* _The task_: Of the lines below, report only those that contain "event".

Saved entries
+-------+
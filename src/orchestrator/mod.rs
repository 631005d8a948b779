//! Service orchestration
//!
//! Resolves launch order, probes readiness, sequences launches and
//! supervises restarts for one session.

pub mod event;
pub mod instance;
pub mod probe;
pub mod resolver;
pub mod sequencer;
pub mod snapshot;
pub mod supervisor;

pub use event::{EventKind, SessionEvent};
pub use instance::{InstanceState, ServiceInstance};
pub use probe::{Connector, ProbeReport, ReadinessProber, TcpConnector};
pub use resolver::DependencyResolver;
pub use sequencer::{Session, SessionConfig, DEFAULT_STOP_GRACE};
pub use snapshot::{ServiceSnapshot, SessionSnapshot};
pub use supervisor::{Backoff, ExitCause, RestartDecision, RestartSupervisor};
+-------+
* _Result of this exercise_:
pub mod event;
pub use event::{EventKind, SessionEvent};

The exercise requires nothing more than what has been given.